4. Non vorrei trarre conclusioni unilateriali o eccessivamente categoriche sulla base di una ricostruzione così sommaria e forzatamente parziale. Certo si è che, se guardiamo alla fine della repubblica di Weimar e al suo cruento affossamento nel nazismo, non possiamo non riflettere sul fatto che quella che definiamo la cultura di Weimar non è un concetto univoco che si possa identificare unicamente con le espressioni di una cultura democratica, socialisteggiante o rivoluzionaria, a seconda delle diverse tendenze. Dietro gli interventi del potere esecutivo (non sempre necessariamente coincidente con i temporanei detentori del potere politico) persisteva la cultura che aveva permeato l'epoca guglielmina e che aveva trovato anch'essa, nell'esperienza della guerra, una linfa di rinnovamente nei campi più diversi, da Spengler a Carl Schmitt, ai cultori del tradizionalismo pittorico, architettonico e musicale, per finire nel Kampfbund für deutsche Kultur di Alfred Rosenberg, battistrada della reazione nazista.
Due osservazioni mi paiono tuttavia pertinenti a completamento di quanto sappiamo sul declino della democrazia weimariana.
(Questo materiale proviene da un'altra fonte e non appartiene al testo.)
//! ODM Store
//!
//! Backing stores and the path-addressed resolver.
//!
//! # Core Concepts
//!
//! - [`BackingStore`]: uniform bundle-fetch contract for one location
//! - [`StaticStore`]: in-memory table, the only synchronously readable store
//! - [`RemoteStore`]: page/document scope over a [`MetadataSource`]
//! - [`ObjectStore`]: resolves path addresses against the right store
//!
//! # Example
//!
//! ```rust,ignore
//! use odm_store::{InMemorySource, ObjectStore, RemoteStore, StaticStore};
//!
//! let source = Arc::new(InMemorySource::with_payload(json!({ "a": { "b": { "c": { "d": 1 } } } })));
//! let store = ObjectStore::new(StaticStore::new(table))
//!     .with_store(Arc::new(RemoteStore::page(source)));
//!
//! let flag: bool = store.resolve_sync("static#ui.flags.search.enabled")?;
//! let count: u32 = store.resolve("page#a.b.c.d").await?;
//! store.commit("page#a.b.c.d", &2).await?;
//! ```

#![warn(unreachable_pub)]
#![allow(missing_docs)]

mod bundle;
mod error;
mod memory;
mod remote;
mod resolver;
mod static_store;
mod traits;

pub use bundle::MetadataBundle;
pub use error::{StoreError, StoreResult};
pub use memory::InMemorySource;
pub use remote::RemoteStore;
pub use resolver::ObjectStore;
pub use static_store::StaticStore;
pub use traits::{BackingStore, MetadataSource};

/// Version of this crate
pub const VERSION: &str = env!("CARGO_PKG_VERSION");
La prima è che il rigoglio culturale degli anni di Weimar rappresenta solo una parte della cultura tedesca; essa finirà per soccombere perché le forze autenticamente democratiche e repubblicane rappresentano una minoranza e perché queste stesse forze, sol che si guardi alla guerra civile all'interno del movimento operaio, sono e rimarranno divise. Non esiste solo una reazione culturale che ha largo seguito, esistono anche sedi istituzionali che vengono solo parzialmente coinvolte dall'ondata di rinnovamento: la collocazione dell'università tedesca nei suoi corpi docenti ma anche, allora, nella sua componente studentesca, non fu nella sua maggioranza, dalla parte della democrazia, ma da quella della reazione.
La seconda è che, indipendentemente da questa prima grossa frattura di tendenze che contrappone le diverse componenti della cultura tedesca, una seconda linea di frattura attraversa la società tedesca. Proprio perché abbiamo sottolineato il carattere prevalentemente urbano delle tendenze innovatrici, non possiamo nasconderci l'esistenza di due contesti culturali e sociali non omogenei ed anzi tendenzialmente antagonisti. Non a caso la conquista della Germania da parte del nazismo è cominciata nella campagna e non a caso ha rappresentato il trionfo nella cultura tedesca dei suoi elementi più provinciali.